- **Task details**
Write out the full listing exactly.

"""

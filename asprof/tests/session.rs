//! End-to-end profiling sessions against this test process.
//!
//! These run in one process against the singleton profiler, so the flow is
//! sequential inside each test and the tests avoid overlapping sessions.

use std::io::Read;
use std::time::{Duration, Instant};

use asprof::profiler::Profiler;
use asprof_formats::{parse_chunk, parse_collapsed, JfrEvent};

// The profiler is a process-wide singleton; sessions must not overlap even
// when the harness schedules these tests on different threads.
static SESSION_LOCK: parking_lot::Mutex<()> = parking_lot::Mutex::new(());

fn burn_cpu(duration: Duration) -> u64 {
    let deadline = Instant::now() + duration;
    let mut acc = 0u64;
    while Instant::now() < deadline {
        for i in 0..10_000u64 {
            acc = acc.wrapping_mul(6364136223846793005).wrapping_add(i);
        }
        std::hint::black_box(acc);
    }
    acc
}

#[test]
fn cpu_session_produces_collapsed_stacks() {
    let _guard = SESSION_LOCK.lock();
    let profiler = Profiler::instance();
    profiler.init();

    let dir = tempfile::tempdir().unwrap();
    let path = dir.path().join("cpu.collapsed");

    let mut out = Vec::new();
    profiler
        .execute("start,event=itimer,interval=5ms,cstack=dwarf", &mut out)
        .expect("start");

    burn_cpu(Duration::from_millis(500));

    profiler.execute("stop", &mut out).expect("stop");
    profiler
        .execute(&format!("dump,file={}", path.display()), &mut out)
        .expect("dump");

    let file = std::fs::File::open(&path).expect("output file");
    let stacks = parse_collapsed(std::io::BufReader::new(file)).expect("parse collapsed");
    let total: u64 = stacks.values().sum();
    assert!(
        total >= 1,
        "expected at least one CPU sample over 500ms of spinning"
    );
}

#[test]
fn native_memory_session_balances_malloc_and_free() {
    let _guard = SESSION_LOCK.lock();
    let profiler = Profiler::instance();
    profiler.init();

    let dir = tempfile::tempdir().unwrap();
    let path = dir.path().join("native.jfr");

    let mut out = Vec::new();
    profiler
        .execute("start,event=noop,nativemem=10000", &mut out)
        .expect("start nativemem");

    // One large allocation, sampled with certainty, and its free.
    let size = 1_999_993usize;
    let ptr = unsafe { libc::malloc(size) };
    assert!(!ptr.is_null());
    unsafe { libc::free(ptr) };

    profiler.execute("stop", &mut out).expect("stop");
    profiler
        .execute(&format!("dump,file={}", path.display()), &mut out)
        .expect("dump");

    let mut bytes = Vec::new();
    std::fs::File::open(&path)
        .unwrap()
        .read_to_end(&mut bytes)
        .unwrap();
    let chunk = parse_chunk(&bytes).expect("parse jfr chunk");

    let mallocs: Vec<u64> = chunk
        .events
        .iter()
        .filter_map(|event| match event {
            JfrEvent::Malloc { address, size, .. } if *size == 1_999_993 => Some(*address),
            _ => None,
        })
        .collect();
    assert!(!mallocs.is_empty(), "expected a sampled malloc event");

    let freed: Vec<u64> = chunk
        .events
        .iter()
        .filter_map(|event| match event {
            JfrEvent::Free { address, .. } => Some(*address),
            _ => None,
        })
        .collect();
    assert!(
        mallocs.iter().any(|address| freed.contains(address)),
        "expected a free event matching the sampled malloc address"
    );
}

#[test]
fn status_and_list_are_always_available() {
    let profiler = Profiler::instance();
    profiler.init();

    let mut out = Vec::new();
    profiler.execute("status", &mut out).expect("status");
    let text = String::from_utf8(out).unwrap();
    assert!(text.contains("Profiler is"));

    let mut out = Vec::new();
    profiler.execute("list", &mut out).expect("list");
    let text = String::from_utf8(out).unwrap();
    assert!(text.contains("cpu"));
    assert!(text.contains("nativemem"));
}

#[test]
fn double_start_is_rejected() {
    let _guard = SESSION_LOCK.lock();
    let profiler = Profiler::instance();
    profiler.init();

    let mut out = Vec::new();
    profiler
        .execute("start,event=itimer,interval=100ms", &mut out)
        .expect("first start");
    let err = profiler
        .execute("start,event=itimer", &mut out)
        .expect_err("second start must fail");
    assert_eq!(err.exit_code(), 200);
    profiler.execute("stop", &mut out).expect("stop");
}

"""

- **Exercise answer**
filename asprof/tests/session.rs
//! End-to-end profiling sessions against this test process.
//!
//! These run in one process against the singleton profiler, so the flow is
//! sequential inside each test and the tests avoid overlapping sessions.

use std::io::Read;
use std::time::{Duration, Instant};

use asprof::profiler::Profiler;
use asprof_formats::{parse_chunk, parse_collapsed, JfrEvent};

// The profiler is a process-wide singleton; sessions must not overlap even
// when the harness schedules these tests on different threads.
static SESSION_LOCK: parking_lot::Mutex<()> = parking_lot::Mutex::new(());

fn burn_cpu(duration: Duration) -> u64 {
    let deadline = Instant::now() + duration;
    let mut acc = 0u64;
    while Instant::now() < deadline {
        for i in 0..10_000u64 {
            acc = acc.wrapping_mul(6364136223846793005).wrapping_add(i);
        }
        std::hint::black_box(acc);
    }
    acc
}

#[test]
fn cpu_session_produces_collapsed_stacks() {
    let _guard = SESSION_LOCK.lock();
    let profiler = Profiler::instance();
    profiler.init();

    let dir = tempfile::tempdir().unwrap();
    let path = dir.path().join("cpu.collapsed");

    let mut out = Vec::new();
    profiler
        .execute("start,event=itimer,interval=5ms,cstack=dwarf", &mut out)
        .expect("start");

    burn_cpu(Duration::from_millis(500));

    profiler.execute("stop", &mut out).expect("stop");
    profiler
        .execute(&format!("dump,file={}", path.display()), &mut out)
        .expect("dump");

    let file = std::fs::File::open(&path).expect("output file");
    let stacks = parse_collapsed(std::io::BufReader::new(file)).expect("parse collapsed");
    let total: u64 = stacks.values().sum();
    assert!(
        total >= 1,
        "expected at least one CPU sample over 500ms of spinning"
    );
}

#[test]
fn native_memory_session_balances_malloc_and_free() {
    let _guard = SESSION_LOCK.lock();
    let profiler = Profiler::instance();
    profiler.init();

    let dir = tempfile::tempdir().unwrap();
    let path = dir.path().join("native.jfr");

    let mut out = Vec::new();
    profiler
        .execute("start,event=noop,nativemem=10000", &mut out)
        .expect("start nativemem");

    // One large allocation, sampled with certainty, and its free.
    let size = 1_999_993usize;
    let ptr = unsafe { libc::malloc(size) };
    assert!(!ptr.is_null());
    unsafe { libc::free(ptr) };

    profiler.execute("stop", &mut out).expect("stop");
    profiler
        .execute(&format!("dump,file={}", path.display()), &mut out)
        .expect("dump");

    let mut bytes = Vec::new();
    std::fs::File::open(&path)
        .unwrap()
        .read_to_end(&mut bytes)
        .unwrap();
    let chunk = parse_chunk(&bytes).expect("parse jfr chunk");

    let mallocs: Vec<u64> = chunk
        .events
        .iter()
        .filter_map(|event| match event {
            JfrEvent::Malloc { address, size, .. } if *size == 1_999_993 => Some(*address),
            _ => None,
        })
        .collect();
    assert!(!mallocs.is_empty(), "expected a sampled malloc event");

    let freed: Vec<u64> = chunk
        .events
        .iter()
        .filter_map(|event| match event {
            JfrEvent::Free { address, .. } => Some(*address),
            _ => None,
        })
        .collect();
    assert!(
        mallocs.iter().any(|address| freed.contains(address)),
        "expected a free event matching the sampled malloc address"
    );
}

#[test]
fn status_and_list_are_always_available() {
    let profiler = Profiler::instance();
    profiler.init();

    let mut out = Vec::new();
    profiler.execute("status", &mut out).expect("status");
    let text = String::from_utf8(out).unwrap();
    assert!(text.contains("Profiler is"));

    let mut out = Vec::new();
    profiler.execute("list", &mut out).expect("list");
    let text = String::from_utf8(out).unwrap();
    assert!(text.contains("cpu"));
    assert!(text.contains("nativemem"));
}

#[test]
fn double_start_is_rejected() {
    let _guard = SESSION_LOCK.lock();
    let profiler = Profiler::instance();
    profiler.init();

    let mut out = Vec::new();
    profiler
        .execute("start,event=itimer,interval=100ms", &mut out)
        .expect("first start");
    let err = profiler
        .execute("start,event=itimer", &mut out)
        .expect_err("second start must fail");
    assert_eq!(err.exit_code(), 200);
    profiler.execute("stop", &mut out).expect("stop");
}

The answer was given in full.